## [EXERCISE BRIEF]
Restate all entries exactly.

[GIVEN INFORMATION — start]

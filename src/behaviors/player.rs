//! Platformer player driven by an idle/run/jump state machine.
//!
//! Allowed transitions:
//!
//! ```text
//! idle -> run, idle -> jump
//! run  -> idle, run -> jump
//! jump -> idle
//! ```
//!
//! Screen coordinates grow downwards, so a jump starts with a negative
//! vertical velocity and gravity pulls it back to `ground_y`.

use log::debug;

use crate::resources::input::{ACTION_LEFT, ACTION_OK, ACTION_RIGHT, ACTION_UP, InputQuery};
use crate::state::{State, StateMachine, StateResult, Transition, TransitionEvent};

pub const IDLE: &str = "idle";
pub const RUN: &str = "run";
pub const JUMP: &str = "jump";

const DEFAULT_RUN_SPEED: f32 = 180.0;
const DEFAULT_JUMP_FORCE: f32 = 420.0;
const DEFAULT_GRAVITY: f32 = 980.0;

/// Kinematic and animation state the player states operate on.
#[derive(Debug, Clone, PartialEq)]
pub struct Player {
    pub x: f32,
    pub y: f32,
    pub velocity_y: f32,
    /// -1.0, 0.0 or 1.0 from the horizontal actions.
    pub direction: f32,
    pub jump_pressed: bool,
    pub grounded: bool,
    pub animation: String,
    pub run_speed: f32,
    pub jump_force: f32,
    pub gravity: f32,
    pub ground_y: f32,
}

impl Player {
    pub fn new(x: f32, ground_y: f32) -> Self {
        Self {
            x,
            y: ground_y,
            velocity_y: 0.0,
            direction: 0.0,
            jump_pressed: false,
            grounded: true,
            animation: String::new(),
            run_speed: DEFAULT_RUN_SPEED,
            jump_force: DEFAULT_JUMP_FORCE,
            gravity: DEFAULT_GRAVITY,
            ground_y,
        }
    }

    pub fn is_moving(&self) -> bool {
        self.direction != 0.0
    }

    pub fn set_animation(&mut self, name: &str) {
        self.animation.clear();
        self.animation.push_str(name);
    }

    pub fn apply_jump_force(&mut self) {
        self.velocity_y = -self.jump_force;
        self.grounded = false;
    }

    /// Sample the input query for this frame.
    pub fn read_input(&mut self, input: &dyn InputQuery) {
        let left = input.is_action_active(ACTION_LEFT);
        let right = input.is_action_active(ACTION_RIGHT);
        self.direction = match (left, right) {
            (true, false) => -1.0,
            (false, true) => 1.0,
            _ => 0.0,
        };
        self.jump_pressed = input.is_action_just_pressed(ACTION_UP) || input.is_action_just_pressed(ACTION_OK);
    }

    /// Move horizontally and, while airborne, fall under gravity until the
    /// ground is reached.
    pub fn integrate(&mut self, dt: f32) {
        self.x += self.direction * self.run_speed * dt;
        if self.grounded {
            return;
        }
        self.velocity_y += self.gravity * dt;
        self.y += self.velocity_y * dt;
        if self.y >= self.ground_y {
            self.y = self.ground_y;
            self.velocity_y = 0.0;
            self.grounded = true;
        }
    }
}

pub struct Idle;

impl State<Player> for Idle {
    fn name(&self) -> &str {
        IDLE
    }

    fn on_enter(&mut self, player: &mut Player, _data: &()) {
        player.set_animation(IDLE);
    }

    fn on_update(&mut self, player: &mut Player, _dt: f32, _time_in_state: f32) -> StateResult<Option<Transition>> {
        if player.is_moving() {
            return Ok(Some(Transition::to(RUN)));
        }
        if player.jump_pressed {
            return Ok(Some(Transition::to(JUMP)));
        }
        Ok(None)
    }
}

pub struct Run;

impl State<Player> for Run {
    fn name(&self) -> &str {
        RUN
    }

    fn on_enter(&mut self, player: &mut Player, _data: &()) {
        player.set_animation(RUN);
    }

    fn on_update(&mut self, player: &mut Player, _dt: f32, _time_in_state: f32) -> StateResult<Option<Transition>> {
        if !player.is_moving() {
            return Ok(Some(Transition::to(IDLE)));
        }
        if player.jump_pressed {
            return Ok(Some(Transition::to(JUMP)));
        }
        Ok(None)
    }
}

pub struct Jump;

impl State<Player> for Jump {
    fn name(&self) -> &str {
        JUMP
    }

    fn on_enter(&mut self, player: &mut Player, _data: &()) {
        player.set_animation(JUMP);
        player.apply_jump_force();
    }

    fn on_update(&mut self, player: &mut Player, _dt: f32, _time_in_state: f32) -> StateResult<Option<Transition>> {
        if player.grounded {
            return Ok(Some(Transition::to(IDLE)));
        }
        Ok(None)
    }
}

/// Build the player machine with its states and transitions registered.
/// The initial state still has to be set.
pub fn player_state_machine() -> StateResult<StateMachine<Player>> {
    let mut machine = StateMachine::new();
    machine.add_state(Idle);
    machine.add_state(Run);
    machine.add_state(Jump);
    for (from, to) in [(IDLE, RUN), (IDLE, JUMP), (RUN, IDLE), (RUN, JUMP), (JUMP, IDLE)] {
        machine.add_transition(from, to)?;
    }
    machine.set_transition_observer(|event: &TransitionEvent| {
        debug!("player: {} -> {}", event.from, event.to);
    });
    Ok(machine)
}

/// A [`Player`] together with the machine driving it.
pub struct PlayerController {
    machine: StateMachine<Player>,
    player: Player,
}

impl PlayerController {
    /// Create a grounded player in the `idle` state.
    pub fn new(x: f32, ground_y: f32) -> StateResult<Self> {
        let mut machine = player_state_machine()?;
        let mut player = Player::new(x, ground_y);
        machine.set_initial_state(IDLE, &mut player, ())?;
        Ok(Self { machine, player })
    }

    /// Read input, let the current state react, then integrate motion.
    pub fn update(&mut self, input: &dyn InputQuery, dt: f32) -> StateResult<()> {
        self.player.read_input(input);
        self.machine.update(&mut self.player, dt)?;
        self.player.integrate(dt);
        Ok(())
    }

    pub fn player(&self) -> &Player {
        &self.player
    }

    pub fn state(&self) -> &str {
        self.machine.current_state().unwrap_or(IDLE)
    }

    pub fn machine(&self) -> &StateMachine<Player> {
        &self.machine
    }

    /// Force a transition, subject to the registered transition table.
    pub fn change_state(&mut self, name: &str) -> StateResult<()> {
        self.machine.change_state(name, &mut self.player, ())
    }
}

[GIVEN INFORMATION — finish]

## [WRITTEN SOLUTION]
filename src/behaviors/player.rs
//! Platformer player driven by an idle/run/jump state machine.
//!
//! Allowed transitions:
//!
//! ```text
//! idle -> run, idle -> jump
//! run  -> idle, run -> jump
//! jump -> idle
//! ```
//!
//! Screen coordinates grow downwards, so a jump starts with a negative
//! vertical velocity and gravity pulls it back to `ground_y`.

use log::debug;

use crate::resources::input::{ACTION_LEFT, ACTION_OK, ACTION_RIGHT, ACTION_UP, InputQuery};
use crate::state::{State, StateMachine, StateResult, Transition, TransitionEvent};

pub const IDLE: &str = "idle";
pub const RUN: &str = "run";
pub const JUMP: &str = "jump";

const DEFAULT_RUN_SPEED: f32 = 180.0;
const DEFAULT_JUMP_FORCE: f32 = 420.0;
const DEFAULT_GRAVITY: f32 = 980.0;

/// Kinematic and animation state the player states operate on.
#[derive(Debug, Clone, PartialEq)]
pub struct Player {
    pub x: f32,
    pub y: f32,
    pub velocity_y: f32,
    /// -1.0, 0.0 or 1.0 from the horizontal actions.
    pub direction: f32,
    pub jump_pressed: bool,
    pub grounded: bool,
    pub animation: String,
    pub run_speed: f32,
    pub jump_force: f32,
    pub gravity: f32,
    pub ground_y: f32,
}

impl Player {
    pub fn new(x: f32, ground_y: f32) -> Self {
        Self {
            x,
            y: ground_y,
            velocity_y: 0.0,
            direction: 0.0,
            jump_pressed: false,
            grounded: true,
            animation: String::new(),
            run_speed: DEFAULT_RUN_SPEED,
            jump_force: DEFAULT_JUMP_FORCE,
            gravity: DEFAULT_GRAVITY,
            ground_y,
        }
    }

    pub fn is_moving(&self) -> bool {
        self.direction != 0.0
    }

    pub fn set_animation(&mut self, name: &str) {
        self.animation.clear();
        self.animation.push_str(name);
    }

    pub fn apply_jump_force(&mut self) {
        self.velocity_y = -self.jump_force;
        self.grounded = false;
    }

    /// Sample the input query for this frame.
    pub fn read_input(&mut self, input: &dyn InputQuery) {
        let left = input.is_action_active(ACTION_LEFT);
        let right = input.is_action_active(ACTION_RIGHT);
        self.direction = match (left, right) {
            (true, false) => -1.0,
            (false, true) => 1.0,
            _ => 0.0,
        };
        self.jump_pressed = input.is_action_just_pressed(ACTION_UP) || input.is_action_just_pressed(ACTION_OK);
    }

    /// Move horizontally and, while airborne, fall under gravity until the
    /// ground is reached.
    pub fn integrate(&mut self, dt: f32) {
        self.x += self.direction * self.run_speed * dt;
        if self.grounded {
            return;
        }
        self.velocity_y += self.gravity * dt;
        self.y += self.velocity_y * dt;
        if self.y >= self.ground_y {
            self.y = self.ground_y;
            self.velocity_y = 0.0;
            self.grounded = true;
        }
    }
}

pub struct Idle;

impl State<Player> for Idle {
    fn name(&self) -> &str {
        IDLE
    }

    fn on_enter(&mut self, player: &mut Player, _data: &()) {
        player.set_animation(IDLE);
    }

    fn on_update(&mut self, player: &mut Player, _dt: f32, _time_in_state: f32) -> StateResult<Option<Transition>> {
        if player.is_moving() {
            return Ok(Some(Transition::to(RUN)));
        }
        if player.jump_pressed {
            return Ok(Some(Transition::to(JUMP)));
        }
        Ok(None)
    }
}

pub struct Run;

impl State<Player> for Run {
    fn name(&self) -> &str {
        RUN
    }

    fn on_enter(&mut self, player: &mut Player, _data: &()) {
        player.set_animation(RUN);
    }

    fn on_update(&mut self, player: &mut Player, _dt: f32, _time_in_state: f32) -> StateResult<Option<Transition>> {
        if !player.is_moving() {
            return Ok(Some(Transition::to(IDLE)));
        }
        if player.jump_pressed {
            return Ok(Some(Transition::to(JUMP)));
        }
        Ok(None)
    }
}

pub struct Jump;

impl State<Player> for Jump {
    fn name(&self) -> &str {
        JUMP
    }

    fn on_enter(&mut self, player: &mut Player, _data: &()) {
        player.set_animation(JUMP);
        player.apply_jump_force();
    }

    fn on_update(&mut self, player: &mut Player, _dt: f32, _time_in_state: f32) -> StateResult<Option<Transition>> {
        if player.grounded {
            return Ok(Some(Transition::to(IDLE)));
        }
        Ok(None)
    }
}

/// Build the player machine with its states and transitions registered.
/// The initial state still has to be set.
pub fn player_state_machine() -> StateResult<StateMachine<Player>> {
    let mut machine = StateMachine::new();
    machine.add_state(Idle);
    machine.add_state(Run);
    machine.add_state(Jump);
    for (from, to) in [(IDLE, RUN), (IDLE, JUMP), (RUN, IDLE), (RUN, JUMP), (JUMP, IDLE)] {
        machine.add_transition(from, to)?;
    }
    machine.set_transition_observer(|event: &TransitionEvent| {
        debug!("player: {} -> {}", event.from, event.to);
    });
    Ok(machine)
}

/// A [`Player`] together with the machine driving it.
pub struct PlayerController {
    machine: StateMachine<Player>,
    player: Player,
}

impl PlayerController {
    /// Create a grounded player in the `idle` state.
    pub fn new(x: f32, ground_y: f32) -> StateResult<Self> {
        let mut machine = player_state_machine()?;
        let mut player = Player::new(x, ground_y);
        machine.set_initial_state(IDLE, &mut player, ())?;
        Ok(Self { machine, player })
    }

    /// Read input, let the current state react, then integrate motion.
    pub fn update(&mut self, input: &dyn InputQuery, dt: f32) -> StateResult<()> {
        self.player.read_input(input);
        self.machine.update(&mut self.player, dt)?;
        self.player.integrate(dt);
        Ok(())
    }

    pub fn player(&self) -> &Player {
        &self.player
    }

    pub fn state(&self) -> &str {
        self.machine.current_state().unwrap_or(IDLE)
    }

    pub fn machine(&self) -> &StateMachine<Player> {
        &self.machine
    }

    /// Force a transition, subject to the registered transition table.
    pub fn change_state(&mut self, name: &str) -> StateResult<()> {
        self.machine.change_state(name, &mut self.player, ())
    }
}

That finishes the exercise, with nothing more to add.